Suffice it to say that essential oils do not exactly expire; however, they are sensitive to light, heat, and exposure to air. Upon exposure to air, essential oils may oxidize which some do faster than others. Oxidation increases the number of hazardous chemical constituents. This makes the essential oil more likely to cause skin reactions and toxicity upon oral ingestion. Ultraviolet light can also generate free radicals in them, and heat simply evaporates the valuable essential oil more quickly.

In general, essential oils that contain a high amount of monoterpenes last the shortest amount of time, their shelf-life being approximately 1–2 years. Next, essential oils high in phenols can last up to 3 years. Additionally, essential oils high in ketones and esters last longer, perhaps 4–5 years. Finally, essential oils high in sesquiterpenes can stay on the shelf for the longest period of time, up to 6 years or longer.

How can you tell if your essential oil is oxidized?

If you are concerned your essential oil may be oxidized check its aroma as generally aromas go ‘off’ after oxidation.

Additionally, you may also notice skin irritation such as redness, burning, or tingling after applying the essential oil. You may choose to stop using this particular bottle of oil if any of those symptoms occur.

Storing essential oils

All essential oils last longer and don’t expire as quickly when they are stored properly. Care should be taken to ensure that your essential oils are properly stored without exposure to heat, light, and air. Store them in a cool, dry place without excessive light, and keep the lids screwed on tightly.

Below is a list of essential oils that oxidize faster than others.

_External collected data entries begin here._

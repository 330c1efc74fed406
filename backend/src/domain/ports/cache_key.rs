//! Domain cache key type shared by page cache adapters.
use thiserror::Error;

/// Key under which a rendered page is cached.
#[derive(Debug, Clone, PartialEq, Eq, Hash)]
pub struct CacheKey(String);

impl CacheKey {
    /// Construct a cache key after validating that it is non-empty and trimmed.
    ///
    /// # Examples
    /// ```
    /// use yatube::domain::ports::CacheKey;
    ///
    /// let key = CacheKey::new("index_page").expect("valid key");
    /// assert_eq!(key.as_str(), "index_page");
    /// ```
    pub fn new(value: impl Into<String>) -> Result<Self, CacheKeyValidationError> {
        let raw = value.into();
        if raw.trim().is_empty() {
            return Err(CacheKeyValidationError::Empty);
        }
        if raw.trim() != raw {
            return Err(CacheKeyValidationError::ContainsWhitespace);
        }
        Ok(Self(raw))
    }

    /// Borrow the underlying key as a string slice.
    pub fn as_str(&self) -> &str {
        self.0.as_str()
    }
}

impl std::fmt::Display for CacheKey {
    fn fmt(&self, f: &mut std::fmt::Formatter<'_>) -> std::fmt::Result {
        f.write_str(self.as_str())
    }
}

impl AsRef<str> for CacheKey {
    fn as_ref(&self) -> &str {
        self.as_str()
    }
}

/// Validation errors returned when constructing [`CacheKey`].
#[derive(Debug, Clone, PartialEq, Eq, Error)]
pub enum CacheKeyValidationError {
    /// Key is empty after trimming whitespace.
    #[error("cache key must not be empty")]
    Empty,
    /// Key contains leading or trailing whitespace.
    #[error("cache key must not contain surrounding whitespace")]
    ContainsWhitespace,
}
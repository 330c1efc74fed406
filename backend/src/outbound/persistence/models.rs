//! Internal Diesel row structs for database operations.
//!
//! These types are implementation details of the persistence layer and must
//! never be exposed to the domain.

use chrono::{DateTime, Utc};
use diesel::prelude::*;

use crate::domain::{
    Comment, CommentId, CommentText, Group, GroupId, GroupSlug, Post, PostId, PostImage,
    PostText, User, UserId, Username,
};

use super::schema::{comments, follows, groups, posts, users};

/// Row struct for reading from the users table.
#[derive(Debug, Clone, Queryable, Selectable)]
#[diesel(table_name = users)]
#[diesel(check_for_backend(diesel::pg::Pg))]
pub(crate) struct UserRow {
    pub id: i64,
    pub username: String,
}

impl UserRow {
    pub fn into_domain(self) -> Result<User, String> {
        let username = Username::new(self.username)
            .map_err(|err| format!("invalid stored username for user {}: {err}", self.id))?;
        Ok(User::new(UserId::new(self.id), username))
    }
}

/// Row struct for reading from the groups table.
#[derive(Debug, Clone, Queryable, Selectable)]
#[diesel(table_name = groups)]
#[diesel(check_for_backend(diesel::pg::Pg))]
pub(crate) struct GroupRow {
    pub id: i64,
    pub title: String,
    pub slug: String,
    pub description: String,
}

impl GroupRow {
    pub fn into_domain(self) -> Result<Group, String> {
        let slug = GroupSlug::new(self.slug)
            .map_err(|err| format!("invalid stored slug for group {}: {err}", self.id))?;
        Ok(Group::new(
            GroupId::new(self.id),
            self.title,
            slug,
            self.description,
        ))
    }
}

/// Row struct for reading from the posts table.
#[derive(Debug, Clone, Queryable, Selectable)]
#[diesel(table_name = posts)]
#[diesel(check_for_backend(diesel::pg::Pg))]
pub(crate) struct PostRow {
    pub id: i64,
    pub text: String,
    pub pub_date: DateTime<Utc>,
    pub author_id: i64,
    pub group_id: Option<i64>,
    pub image: Option<String>,
}

impl PostRow {
    /// Combine the row with its already loaded author and group.
    pub fn into_domain(self, author: User, group: Option<Group>) -> Result<Post, String> {
        let text = PostText::new(&self.text)
            .map_err(|err| format!("invalid stored text for post {}: {err}", self.id))?;
        let image = self
            .image
            .map(PostImage::new)
            .transpose()
            .map_err(|err| format!("invalid stored image for post {}: {err}", self.id))?;
        Ok(Post::new(
            PostId::new(self.id),
            author,
            text,
            self.pub_date,
            group,
            image,
        ))
    }
}

/// Insertable struct for creating posts.
#[derive(Debug, Clone, Insertable)]
#[diesel(table_name = posts)]
pub(crate) struct NewPostRow<'a> {
    pub text: &'a str,
    pub pub_date: DateTime<Utc>,
    pub author_id: i64,
    pub group_id: Option<i64>,
    pub image: Option<&'a str>,
}

/// Changeset for editing a post.
///
/// `group_id: Some(None)` clears the group; `image: None` leaves the stored
/// image untouched.
#[derive(Debug, Clone, AsChangeset)]
#[diesel(table_name = posts)]
pub(crate) struct PostChangeset<'a> {
    pub text: &'a str,
    pub group_id: Option<Option<i64>>,
    pub image: Option<&'a str>,
}

/// Row struct for reading from the comments table.
#[derive(Debug, Clone, Queryable, Selectable)]
#[diesel(table_name = comments)]
#[diesel(check_for_backend(diesel::pg::Pg))]
pub(crate) struct CommentRow {
    pub id: i64,
    pub post_id: i64,
    pub author_id: i64,
    pub text: String,
    pub created: DateTime<Utc>,
}

impl CommentRow {
    pub fn into_domain(self, author: User) -> Result<Comment, String> {
        let text = CommentText::new(&self.text)
            .map_err(|err| format!("invalid stored text for comment {}: {err}", self.id))?;
        Ok(Comment::new(
            CommentId::new(self.id),
            PostId::new(self.post_id),
            author,
            text,
            self.created,
        ))
    }
}

/// Insertable struct for creating comments.
#[derive(Debug, Clone, Insertable)]
#[diesel(table_name = comments)]
pub(crate) struct NewCommentRow<'a> {
    pub post_id: i64,
    pub author_id: i64,
    pub text: &'a str,
    pub created: DateTime<Utc>,
}

/// Insertable struct for creating follows.
#[derive(Debug, Clone, Insertable)]
#[diesel(table_name = follows)]
pub(crate) struct NewFollowRow {
    pub user_id: i64,
    pub author_id: i64,
}
//! PostgreSQL-backed `FollowRepository` adapter.
//!
//! Pair uniqueness and the no-self-follow rule are also enforced by table
//! constraints, so concurrent follow requests cannot create duplicates.

use async_trait::async_trait;
use diesel::prelude::*;
use diesel_async::RunQueryDsl;

use crate::domain::Follow;
use crate::domain::ports::{FollowPersistenceError, FollowRepository};

use super::diesel_basic_error_mapping::{map_basic_diesel_error, map_basic_pool_error};
use super::models::NewFollowRow;
use super::pool::{DbPool, PoolError};
use super::schema::follows;

/// Diesel implementation of the follow storage port.
#[derive(Clone)]
pub struct DieselFollowRepository {
    pool: DbPool,
}

impl DieselFollowRepository {
    pub fn new(pool: DbPool) -> Self {
        Self { pool }
    }
}

fn map_pool_error(error: PoolError) -> FollowPersistenceError {
    map_basic_pool_error(error, FollowPersistenceError::connection)
}

fn map_diesel_error(error: diesel::result::Error) -> FollowPersistenceError {
    map_basic_diesel_error(
        error,
        FollowPersistenceError::query,
        FollowPersistenceError::connection,
    )
}

#[async_trait]
impl FollowRepository for DieselFollowRepository {
    async fn insert_if_absent(&self, follow: &Follow) -> Result<bool, FollowPersistenceError> {
        let mut conn = self.pool.get().await.map_err(map_pool_error)?;
        let inserted = diesel::insert_into(follows::table)
            .values(NewFollowRow {
                user_id: follow.user().get(),
                author_id: follow.author().get(),
            })
            .on_conflict((follows::user_id, follows::author_id))
            .do_nothing()
            .execute(&mut conn)
            .await
            .map_err(map_diesel_error)?;
        Ok(inserted == 1)
    }

    async fn delete(&self, follow: &Follow) -> Result<bool, FollowPersistenceError> {
        let mut conn = self.pool.get().await.map_err(map_pool_error)?;
        let removed = diesel::delete(
            follows::table
                .filter(follows::user_id.eq(follow.user().get()))
                .filter(follows::author_id.eq(follow.author().get())),
        )
        .execute(&mut conn)
        .await
        .map_err(map_diesel_error)?;
        Ok(removed > 0)
    }

    async fn exists(&self, follow: &Follow) -> Result<bool, FollowPersistenceError> {
        let mut conn = self.pool.get().await.map_err(map_pool_error)?;
        diesel::select(diesel::dsl::exists(
            follows::table
                .filter(follows::user_id.eq(follow.user().get()))
                .filter(follows::author_id.eq(follow.author().get())),
        ))
        .get_result(&mut conn)
        .await
        .map_err(map_diesel_error)
    }
}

Essential Oils that Can Oxidizeand Increase the Risk of Irritation
CeleryLemon balm
Citrus fruit oilsPepper
Dill oilsSage
FennelStar anise
Fir oilsTea tree

Because essential oils can go bad at some point in time, it is recommended to use them often and to check their aromas before use. If you are in doubt, it is probably a good idea to complete a patch test to ensure that the essential oils are comfortable on the skin. Most of all, be sure you are storing your essentials oils properly.